Depois da prisão do filho mais velho, Khaled começou a peregrinação que tantas famílias palestinas já experimentaram e continuam enfrentando. Nas primeiras 24 horas, foi o desespero para localizar o filho até que o encontraram. Ele estava nas masmorras de Megiddo, uma penitenciária conhecida pela prática de abusos e tortura sobre os detidos palestinos. O pai nunca mais falou com o rapaz, mas foi a todas as sete audiências na Justiça na prisão de Ofer, em Ramallah, enquanto o filho entrava por videoconferência, direto da penitenciária de Megiddo.

Os dois nunca mais puderam trocar qualquer palavra, apenas olhares. Na primeira audiência, mesmo que o contato visual fosse muito breve, Walid dava um jeito de sorrir para o pai. Nas audiências seguintes, Khaled notou o filho cada vez mais abatido. A última, no dia 10 de fevereiro deste ano, a mudança era grande. “Ele já estava bem mais magro, em outras condições”, conta o pai. A audiência seguinte estava marcada para o dia 21 de abril, mas ela não aconteceu. Walid morreu antes e nunca foi julgado pelas 56 acusações apresentadas contra ele. As mesmas apresentadas contra os jovens da Palestina: planejar ataques contra o exército de Israel, tacar pedras nos soldados, etc. O rapaz dizia que era tudo mentira. Não confessaria crimes que não havia cometido. E mesmo que tivesse feito tudo que o acusaram de fazer, não seria justificativa para o tratamento que recebeu e que o levou à morte.

Walid era um atleta que cuidava bem da saúde.

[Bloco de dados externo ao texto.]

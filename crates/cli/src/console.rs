//! Terminal front end: renders engine events and answers operator prompts.
//!
//! Prompts reach the console over their own channel. The console drains
//! pending events before answering a prompt, so the turn being reviewed is
//! always on screen before the question about it.

use async_trait::async_trait;
use colored::{Color, Colorize};
use dk_core::scheduler::{Operator, Review};
use dk_protocol::conversation_models::{Turn, TurnOrigin};
use dk_protocol::ipc::Event;
use std::collections::HashMap;
use std::io::Write;
use tokio::io::{AsyncBufReadExt, BufReader, Lines, Stdin};
use tokio::sync::{mpsc, oneshot};

pub enum Prompt {
    Speaker {
        candidates: Vec<String>,
        reply: oneshot::Sender<Option<String>>,
    },
    Review {
        turn: Turn,
        reply: oneshot::Sender<Review>,
    },
}

/// [`Operator`] that forwards every question to the console task.
pub struct ConsoleOperator {
    prompts: mpsc::Sender<Prompt>,
}

impl ConsoleOperator {
    pub fn new(prompts: mpsc::Sender<Prompt>) -> Self {
        Self { prompts }
    }
}

#[async_trait]
impl Operator for ConsoleOperator {
    async fn choose_speaker(&self, candidates: &[String]) -> Option<String> {
        let (reply, answer) = oneshot::channel();
        self.prompts
            .send(Prompt::Speaker {
                candidates: candidates.to_vec(),
                reply,
            })
            .await
            .ok()?;
        answer.await.ok().flatten()
    }

    async fn review_turn(&self, turn: &Turn) -> Review {
        let (reply, answer) = oneshot::channel();
        let sent = self
            .prompts
            .send(Prompt::Review {
                turn: turn.clone(),
                reply,
            })
            .await;
        if sent.is_err() {
            return Review::Continue;
        }
        answer.await.unwrap_or(Review::Continue)
    }
}

pub struct Console {
    colors: HashMap<String, Color>,
    input: Lines<BufReader<Stdin>>,
}

impl Console {
    /// `colors` maps agent ids (lowercase) to color names from their definitions.
    pub fn new(colors: HashMap<String, String>) -> Self {
        Self {
            colors: colors
                .into_iter()
                .filter(|(_, name)| !name.is_empty())
                .map(|(id, name)| (id, Color::from(name.as_str())))
                .collect(),
            input: BufReader::new(tokio::io::stdin()).lines(),
        }
    }

    /// Run until the engine drops its event sender.
    pub async fn run(mut self, mut events: mpsc::Receiver<Event>, mut prompts: mpsc::Receiver<Prompt>) {
        loop {
            tokio::select! {
                biased;
                event = events.recv() => match event {
                    Some(event) => self.render(&event),
                    None => break,
                },
                Some(prompt) = prompts.recv() => self.answer(prompt).await,
            }
        }
    }

    async fn read_line(&mut self, question: &str) -> Option<String> {
        print!("{} ", question.bold());
        let _ = std::io::stdout().flush();
        self.input.next_line().await.ok().flatten()
    }

    async fn answer(&mut self, prompt: Prompt) {
        match prompt {
            Prompt::Speaker { candidates, reply } => {
                println!("{}", "Who speaks next?".bold());
                for (i, id) in candidates.iter().enumerate() {
                    println!("  {}. {}", i + 1, self.speaker(id));
                }
                let answer = self.read_line("Number or name (empty line or EOF ends):").await;
                let answer = answer.filter(|a| !a.trim().is_empty());
                let _ = reply.send(answer);
            }
            Prompt::Review { turn, reply } => {
                let question = format!(
                    "[{} done] Enter to continue, text to give feedback, 'quit' to stop:",
                    turn.speaker
                );
                let review = match self.read_line(&question).await {
                    None => Review::Stop,
                    Some(line) => parse_review(&line),
                };
                let _ = reply.send(review);
            }
        }
    }

    fn speaker(&self, id: &str) -> colored::ColoredString {
        match self.colors.get(&id.to_ascii_lowercase()) {
            Some(color) => id.color(*color).bold(),
            None => id.bold(),
        }
    }

    fn render(&self, event: &Event) {
        match event {
            Event::ConversationStarted {
                conversation_id,
                topic,
                parent_id,
                transcript,
                resumed,
            } => {
                let verb = if *resumed { "Resumed" } else { "Started" };
                println!("{} conversation {}", verb.green().bold(), conversation_id);
                if let Some(parent) = parent_id {
                    println!("  continues {parent}");
                }
                println!("  topic: {topic}");
                println!("  transcript: {}", transcript.display());
            }
            Event::TurnAppended { turn, .. } => self.render_turn(turn),
            Event::TurnDegraded {
                speaker,
                attempts,
                error,
                ..
            } => {
                eprintln!(
                    "{} {} failed after {} attempt(s): {}",
                    "warning:".yellow().bold(),
                    speaker,
                    attempts,
                    error
                );
            }
            Event::FeedbackInjected { turn, .. } => {
                println!("{} {}\n", "User Feedback:".magenta().bold(), turn.content);
            }
            Event::ConversationReset {
                old_conversation_id,
                new_conversation_id,
                transcript,
                summary_chars,
            } => {
                println!(
                    "{} {} -> {} ({} chars of summary)",
                    "Compressed".cyan().bold(),
                    old_conversation_id,
                    new_conversation_id,
                    summary_chars
                );
                println!("  transcript: {}", transcript.display());
            }
            Event::CompressionSkipped { reason, .. } => {
                eprintln!("{} compression skipped: {}", "warning:".yellow().bold(), reason);
            }
            Event::ConversationTerminated {
                conversation_id,
                rounds,
                reason,
            } => {
                println!(
                    "{} conversation {} after {} round(s): {}",
                    "Finished".green().bold(),
                    conversation_id,
                    rounds,
                    reason
                );
            }
        }
    }

    fn render_turn(&self, turn: &Turn) {
        let label = match turn.origin {
            TurnOrigin::Agent => self.speaker(&turn.speaker),
            TurnOrigin::User => "User Feedback".magenta().bold(),
            TurnOrigin::Compression => format!("{} (Compressed Summary)", turn.speaker).cyan().bold(),
        };
        println!("{} {}", format!("Round {} -", turn.round).dimmed(), label);
        println!("{}\n", turn.content);
    }
}

/// Operator input after a turn.
pub fn parse_review(line: &str) -> Review {
    let line = line.trim();
    if line.is_empty() {
        Review::Continue
    } else if ["quit", "exit", "/stop"].iter().any(|w| line.eq_ignore_ascii_case(w)) {
        Review::Stop
    } else {
        Review::Feedback(line.to_string())
    }
}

Mas a autópsia descreve um estado físico totalmente diferente depois de seis meses de prisão. O documento fala da perda severa de peso e músculos, da aparência afundada do abdômen e de massa muscular, ou gordura subcutânea, quase ausente no tronco e extremidades. “Os resultados da autópsia sugerem que ele sofria de desnutrição extrema, provavelmente prolongada, conforme observado pelo estado profundamente caquético e queixas de ingestão alimentar inadequada desde pelo menos dezembro de 2024”, diz o relatório.

O pai diz que Walid não tinha envolvimento algum com a resistência. “Ele não tinha nem tempo”, afirma. Ía para a escola, fazia os deveres, jogava futebol e estava se preparando para fazer as provas para entrar na faculdade. Queria estudar economia ou administração para tocar o pequeno negócio da família. Sonhava, inclusive, em ir ao Brasil para entender melhor o mercado de café e cacau para, quem sabe, vender produtos brasileiros na Palestina.

A família também constatou que ele tinha várias doenças, adquiridas na cadeia, além de sede constante, sarna e as marcas de uma pancada na cabeça. Um primo de Walid, também palestino-brasileiro, está na cadeia e a família teme pelo pior. “Ele está sofrendo o que todos os presos palestinos sofrem”, diz Khaled, “tortura, fome, sede, falta de higiene, ausência de lugar para dormir ou de cobertas, sem falar na tortura”.

Futuro é uma palavra que não faz parte do vocabulário de Khaled no momento. Ele se voltam para a história e para o que resta de possibilidade de solução:

“Em primeiro lugar, não podemos esquecer que Israel é uma força de ocupação patrocinada por grandes potências, especialmente os Estados Unidos. E a mídia desses países é responsável por tratar Israel como inocente, como a vítima. Mas é o contrário. Hoje o povo palestino tem certeza de que para salvar o pouco que sobrou vai depender da mídia da Europa, dos Estados Unidos, do Brasil, da Argentina, ser ética e falar a verdade. Se os povos do mundo não saírem às ruas com consciência, não seremos livres”.

O governo brasileiro pediu explicações a Israel sobre a morte de Walid, mas passadas três semanas, ainda não obteve resposta.